▶ [What needs to be done]: Look below. Copy each line that has "toggled" in it.

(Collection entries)
# # # # #

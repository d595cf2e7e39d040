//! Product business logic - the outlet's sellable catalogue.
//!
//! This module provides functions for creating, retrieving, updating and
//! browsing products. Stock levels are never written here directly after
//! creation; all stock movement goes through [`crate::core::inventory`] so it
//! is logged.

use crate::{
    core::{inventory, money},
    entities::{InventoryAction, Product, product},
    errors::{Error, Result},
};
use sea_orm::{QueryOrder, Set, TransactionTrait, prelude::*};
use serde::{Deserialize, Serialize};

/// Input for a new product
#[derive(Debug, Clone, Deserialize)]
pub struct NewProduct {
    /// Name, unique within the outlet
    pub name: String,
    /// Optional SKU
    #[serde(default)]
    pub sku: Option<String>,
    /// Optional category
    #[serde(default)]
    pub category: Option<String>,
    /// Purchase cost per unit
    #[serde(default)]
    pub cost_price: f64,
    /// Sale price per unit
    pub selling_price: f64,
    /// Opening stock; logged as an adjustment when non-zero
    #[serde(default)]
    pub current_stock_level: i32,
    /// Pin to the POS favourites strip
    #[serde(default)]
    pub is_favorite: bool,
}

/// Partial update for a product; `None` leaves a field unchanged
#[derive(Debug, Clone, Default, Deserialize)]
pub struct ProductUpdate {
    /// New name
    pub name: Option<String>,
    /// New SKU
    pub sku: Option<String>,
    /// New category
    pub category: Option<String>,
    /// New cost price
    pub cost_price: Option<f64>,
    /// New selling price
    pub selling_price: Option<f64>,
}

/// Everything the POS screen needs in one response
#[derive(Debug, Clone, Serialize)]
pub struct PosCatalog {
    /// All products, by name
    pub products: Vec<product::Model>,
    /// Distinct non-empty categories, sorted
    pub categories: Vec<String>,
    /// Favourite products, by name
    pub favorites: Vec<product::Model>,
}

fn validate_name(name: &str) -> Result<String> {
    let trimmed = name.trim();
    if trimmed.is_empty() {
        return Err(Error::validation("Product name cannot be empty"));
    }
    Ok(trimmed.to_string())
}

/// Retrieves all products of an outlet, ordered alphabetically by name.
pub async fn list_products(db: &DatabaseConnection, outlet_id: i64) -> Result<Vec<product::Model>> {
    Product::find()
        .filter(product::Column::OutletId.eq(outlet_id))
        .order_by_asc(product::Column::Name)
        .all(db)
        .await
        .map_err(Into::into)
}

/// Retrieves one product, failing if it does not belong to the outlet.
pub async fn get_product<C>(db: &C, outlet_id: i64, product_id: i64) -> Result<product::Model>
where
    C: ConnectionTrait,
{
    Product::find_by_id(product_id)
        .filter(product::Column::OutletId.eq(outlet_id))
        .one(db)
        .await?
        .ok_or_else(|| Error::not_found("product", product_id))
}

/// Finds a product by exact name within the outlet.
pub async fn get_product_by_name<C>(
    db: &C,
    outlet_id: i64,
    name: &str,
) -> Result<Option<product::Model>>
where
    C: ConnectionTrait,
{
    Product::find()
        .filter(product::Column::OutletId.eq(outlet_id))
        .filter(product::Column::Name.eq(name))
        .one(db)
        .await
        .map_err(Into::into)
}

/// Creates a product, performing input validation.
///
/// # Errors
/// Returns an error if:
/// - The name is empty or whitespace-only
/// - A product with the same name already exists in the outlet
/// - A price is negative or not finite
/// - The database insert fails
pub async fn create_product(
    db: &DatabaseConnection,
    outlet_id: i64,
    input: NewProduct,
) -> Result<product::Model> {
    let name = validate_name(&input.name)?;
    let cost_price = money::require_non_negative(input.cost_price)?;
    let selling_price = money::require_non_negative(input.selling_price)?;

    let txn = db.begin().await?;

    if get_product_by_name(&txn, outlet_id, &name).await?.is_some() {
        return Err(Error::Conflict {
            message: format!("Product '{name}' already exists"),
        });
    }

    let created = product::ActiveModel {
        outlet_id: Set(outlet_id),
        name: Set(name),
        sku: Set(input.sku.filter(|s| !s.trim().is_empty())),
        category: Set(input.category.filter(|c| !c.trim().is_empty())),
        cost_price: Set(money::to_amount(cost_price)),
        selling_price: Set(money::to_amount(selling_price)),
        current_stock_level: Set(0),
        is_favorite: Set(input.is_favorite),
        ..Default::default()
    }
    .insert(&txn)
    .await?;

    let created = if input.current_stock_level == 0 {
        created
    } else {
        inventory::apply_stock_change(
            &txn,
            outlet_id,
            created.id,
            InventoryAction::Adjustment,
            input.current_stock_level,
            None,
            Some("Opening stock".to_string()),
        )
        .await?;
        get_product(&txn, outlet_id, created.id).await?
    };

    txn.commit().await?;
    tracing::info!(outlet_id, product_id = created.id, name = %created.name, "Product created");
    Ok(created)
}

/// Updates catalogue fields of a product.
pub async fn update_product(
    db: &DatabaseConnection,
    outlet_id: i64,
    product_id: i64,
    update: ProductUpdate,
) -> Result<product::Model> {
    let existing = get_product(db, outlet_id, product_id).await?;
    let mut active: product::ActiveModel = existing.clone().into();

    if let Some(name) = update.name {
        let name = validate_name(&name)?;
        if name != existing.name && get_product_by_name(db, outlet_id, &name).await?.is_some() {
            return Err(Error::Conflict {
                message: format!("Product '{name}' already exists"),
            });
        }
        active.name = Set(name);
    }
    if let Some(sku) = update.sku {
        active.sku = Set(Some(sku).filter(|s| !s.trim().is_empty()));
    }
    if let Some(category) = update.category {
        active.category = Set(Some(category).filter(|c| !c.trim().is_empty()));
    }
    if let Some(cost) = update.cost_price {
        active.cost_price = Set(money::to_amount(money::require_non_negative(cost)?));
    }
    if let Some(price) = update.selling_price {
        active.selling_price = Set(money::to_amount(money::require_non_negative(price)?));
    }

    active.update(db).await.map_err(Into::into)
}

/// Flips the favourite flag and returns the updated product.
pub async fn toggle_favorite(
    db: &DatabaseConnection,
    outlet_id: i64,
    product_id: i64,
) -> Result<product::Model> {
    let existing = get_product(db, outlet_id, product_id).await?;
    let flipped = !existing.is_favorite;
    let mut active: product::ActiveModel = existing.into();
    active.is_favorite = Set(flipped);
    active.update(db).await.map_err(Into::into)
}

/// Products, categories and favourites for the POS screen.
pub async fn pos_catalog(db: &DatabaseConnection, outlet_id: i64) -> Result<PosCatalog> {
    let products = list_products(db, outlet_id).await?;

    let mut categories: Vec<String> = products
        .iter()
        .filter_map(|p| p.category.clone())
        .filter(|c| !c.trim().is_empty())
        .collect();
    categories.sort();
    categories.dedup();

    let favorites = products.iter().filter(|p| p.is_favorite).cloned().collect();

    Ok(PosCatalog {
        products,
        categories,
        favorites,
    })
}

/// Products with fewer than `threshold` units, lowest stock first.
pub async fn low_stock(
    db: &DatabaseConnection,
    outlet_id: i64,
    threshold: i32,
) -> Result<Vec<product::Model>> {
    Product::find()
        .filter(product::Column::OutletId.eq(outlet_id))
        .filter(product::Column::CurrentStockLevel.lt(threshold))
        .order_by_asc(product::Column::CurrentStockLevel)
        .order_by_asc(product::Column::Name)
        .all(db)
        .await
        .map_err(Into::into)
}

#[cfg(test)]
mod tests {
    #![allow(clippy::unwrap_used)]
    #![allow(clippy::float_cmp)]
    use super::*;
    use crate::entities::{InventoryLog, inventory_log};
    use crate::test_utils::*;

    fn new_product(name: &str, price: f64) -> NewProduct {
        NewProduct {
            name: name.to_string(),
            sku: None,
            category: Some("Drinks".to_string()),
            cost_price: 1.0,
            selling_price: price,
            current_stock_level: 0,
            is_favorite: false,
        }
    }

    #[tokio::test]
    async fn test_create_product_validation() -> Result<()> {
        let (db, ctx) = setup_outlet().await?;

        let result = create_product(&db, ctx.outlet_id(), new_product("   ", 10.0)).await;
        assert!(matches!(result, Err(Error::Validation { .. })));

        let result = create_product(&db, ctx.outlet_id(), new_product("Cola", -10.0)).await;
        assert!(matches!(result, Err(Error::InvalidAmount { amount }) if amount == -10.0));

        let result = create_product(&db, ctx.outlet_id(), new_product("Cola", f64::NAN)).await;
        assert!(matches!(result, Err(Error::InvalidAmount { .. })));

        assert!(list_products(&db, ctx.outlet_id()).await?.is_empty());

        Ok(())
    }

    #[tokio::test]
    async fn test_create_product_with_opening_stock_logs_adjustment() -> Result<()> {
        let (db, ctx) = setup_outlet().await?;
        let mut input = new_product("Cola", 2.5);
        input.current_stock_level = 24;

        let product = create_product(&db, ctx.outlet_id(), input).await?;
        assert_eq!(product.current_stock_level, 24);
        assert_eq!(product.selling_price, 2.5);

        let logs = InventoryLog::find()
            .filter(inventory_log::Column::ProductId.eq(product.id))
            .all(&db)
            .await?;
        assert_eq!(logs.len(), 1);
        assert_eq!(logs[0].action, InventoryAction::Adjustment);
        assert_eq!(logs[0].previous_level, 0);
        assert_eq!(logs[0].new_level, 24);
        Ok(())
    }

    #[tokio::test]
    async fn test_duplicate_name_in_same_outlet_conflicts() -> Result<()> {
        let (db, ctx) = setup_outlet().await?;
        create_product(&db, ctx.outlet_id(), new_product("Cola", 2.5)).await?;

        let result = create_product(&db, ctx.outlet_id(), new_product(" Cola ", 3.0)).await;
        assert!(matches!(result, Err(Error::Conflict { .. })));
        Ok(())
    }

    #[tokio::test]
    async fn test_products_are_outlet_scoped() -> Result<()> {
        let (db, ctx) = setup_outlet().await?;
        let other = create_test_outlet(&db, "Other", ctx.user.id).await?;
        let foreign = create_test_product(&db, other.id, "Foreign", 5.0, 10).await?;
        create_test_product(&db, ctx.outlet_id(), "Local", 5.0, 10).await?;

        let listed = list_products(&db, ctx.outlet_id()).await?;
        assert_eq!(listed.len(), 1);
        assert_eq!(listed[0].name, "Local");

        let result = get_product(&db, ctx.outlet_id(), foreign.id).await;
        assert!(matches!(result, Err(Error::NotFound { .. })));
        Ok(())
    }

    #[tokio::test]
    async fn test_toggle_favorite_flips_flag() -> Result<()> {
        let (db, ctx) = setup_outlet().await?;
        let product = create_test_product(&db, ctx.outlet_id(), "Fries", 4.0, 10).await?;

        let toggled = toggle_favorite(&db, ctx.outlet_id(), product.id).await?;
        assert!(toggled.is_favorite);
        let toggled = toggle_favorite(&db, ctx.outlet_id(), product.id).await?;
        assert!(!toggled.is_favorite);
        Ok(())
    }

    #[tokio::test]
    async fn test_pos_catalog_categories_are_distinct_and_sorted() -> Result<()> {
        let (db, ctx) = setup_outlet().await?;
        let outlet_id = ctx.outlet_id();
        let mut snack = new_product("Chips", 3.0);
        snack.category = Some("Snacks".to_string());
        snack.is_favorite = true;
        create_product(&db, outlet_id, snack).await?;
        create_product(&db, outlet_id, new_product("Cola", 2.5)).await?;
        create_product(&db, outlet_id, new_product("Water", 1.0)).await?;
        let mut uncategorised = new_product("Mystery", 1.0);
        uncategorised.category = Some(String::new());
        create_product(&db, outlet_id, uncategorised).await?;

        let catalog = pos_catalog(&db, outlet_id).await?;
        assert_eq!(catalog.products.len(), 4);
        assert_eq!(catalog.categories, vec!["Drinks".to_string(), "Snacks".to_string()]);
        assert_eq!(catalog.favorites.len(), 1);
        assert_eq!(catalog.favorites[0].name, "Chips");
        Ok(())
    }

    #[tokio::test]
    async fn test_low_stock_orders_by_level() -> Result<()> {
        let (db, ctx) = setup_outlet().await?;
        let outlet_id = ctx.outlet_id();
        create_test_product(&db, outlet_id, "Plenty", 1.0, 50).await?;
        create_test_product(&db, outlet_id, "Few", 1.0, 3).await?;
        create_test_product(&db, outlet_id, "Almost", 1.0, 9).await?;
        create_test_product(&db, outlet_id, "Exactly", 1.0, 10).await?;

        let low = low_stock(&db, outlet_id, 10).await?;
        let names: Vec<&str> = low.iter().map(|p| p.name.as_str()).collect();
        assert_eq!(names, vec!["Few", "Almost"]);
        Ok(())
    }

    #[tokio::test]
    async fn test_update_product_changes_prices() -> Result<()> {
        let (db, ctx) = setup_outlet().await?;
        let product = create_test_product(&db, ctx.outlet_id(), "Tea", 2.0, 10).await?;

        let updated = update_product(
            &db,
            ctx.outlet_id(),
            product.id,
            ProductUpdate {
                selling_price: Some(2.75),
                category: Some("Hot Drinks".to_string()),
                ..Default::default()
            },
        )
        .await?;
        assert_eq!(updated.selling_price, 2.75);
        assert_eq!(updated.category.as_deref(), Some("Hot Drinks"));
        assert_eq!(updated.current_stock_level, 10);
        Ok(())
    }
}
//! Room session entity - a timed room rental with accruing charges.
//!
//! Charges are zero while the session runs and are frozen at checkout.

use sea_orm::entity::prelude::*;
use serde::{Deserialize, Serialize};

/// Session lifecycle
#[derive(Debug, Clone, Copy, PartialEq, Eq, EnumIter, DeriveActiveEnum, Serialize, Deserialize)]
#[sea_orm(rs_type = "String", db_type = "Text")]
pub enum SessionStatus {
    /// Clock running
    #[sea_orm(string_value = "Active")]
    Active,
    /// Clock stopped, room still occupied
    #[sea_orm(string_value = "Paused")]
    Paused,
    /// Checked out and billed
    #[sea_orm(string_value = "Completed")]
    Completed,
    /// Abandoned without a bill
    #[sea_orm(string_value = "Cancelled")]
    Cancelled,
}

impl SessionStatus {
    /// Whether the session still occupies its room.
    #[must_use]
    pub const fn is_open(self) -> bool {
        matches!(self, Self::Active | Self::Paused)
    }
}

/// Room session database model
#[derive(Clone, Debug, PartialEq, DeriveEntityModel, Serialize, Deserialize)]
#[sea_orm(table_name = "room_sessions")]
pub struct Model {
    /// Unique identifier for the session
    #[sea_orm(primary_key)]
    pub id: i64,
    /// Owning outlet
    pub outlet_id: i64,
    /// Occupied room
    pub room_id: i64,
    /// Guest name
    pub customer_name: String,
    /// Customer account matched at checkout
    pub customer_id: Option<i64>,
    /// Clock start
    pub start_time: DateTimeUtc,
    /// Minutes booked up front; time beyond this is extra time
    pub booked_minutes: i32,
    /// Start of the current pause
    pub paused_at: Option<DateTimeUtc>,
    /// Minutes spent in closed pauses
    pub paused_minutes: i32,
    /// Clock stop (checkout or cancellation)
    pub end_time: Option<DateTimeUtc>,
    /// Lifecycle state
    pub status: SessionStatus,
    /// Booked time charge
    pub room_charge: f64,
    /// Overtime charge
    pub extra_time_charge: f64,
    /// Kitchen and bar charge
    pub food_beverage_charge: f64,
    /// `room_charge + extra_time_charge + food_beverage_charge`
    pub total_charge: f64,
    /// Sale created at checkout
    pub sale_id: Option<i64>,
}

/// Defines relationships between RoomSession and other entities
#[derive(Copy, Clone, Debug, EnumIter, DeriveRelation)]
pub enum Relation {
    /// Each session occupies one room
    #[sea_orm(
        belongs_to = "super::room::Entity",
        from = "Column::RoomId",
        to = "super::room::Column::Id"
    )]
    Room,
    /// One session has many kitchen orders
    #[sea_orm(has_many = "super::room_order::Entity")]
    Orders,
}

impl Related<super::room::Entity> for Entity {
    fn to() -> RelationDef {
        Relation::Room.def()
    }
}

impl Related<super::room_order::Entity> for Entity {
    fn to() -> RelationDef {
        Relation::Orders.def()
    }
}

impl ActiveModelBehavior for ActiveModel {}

# # # # #

▶ [Solution to this exercise]:
        let toggled = toggle_favorite(&db, ctx.outlet_id(), product.id).await?;
        assert!(toggled.is_favorite);
        let toggled = toggle_favorite(&db, ctx.outlet_id(), product.id).await?;
        assert!(!toggled.is_favorite);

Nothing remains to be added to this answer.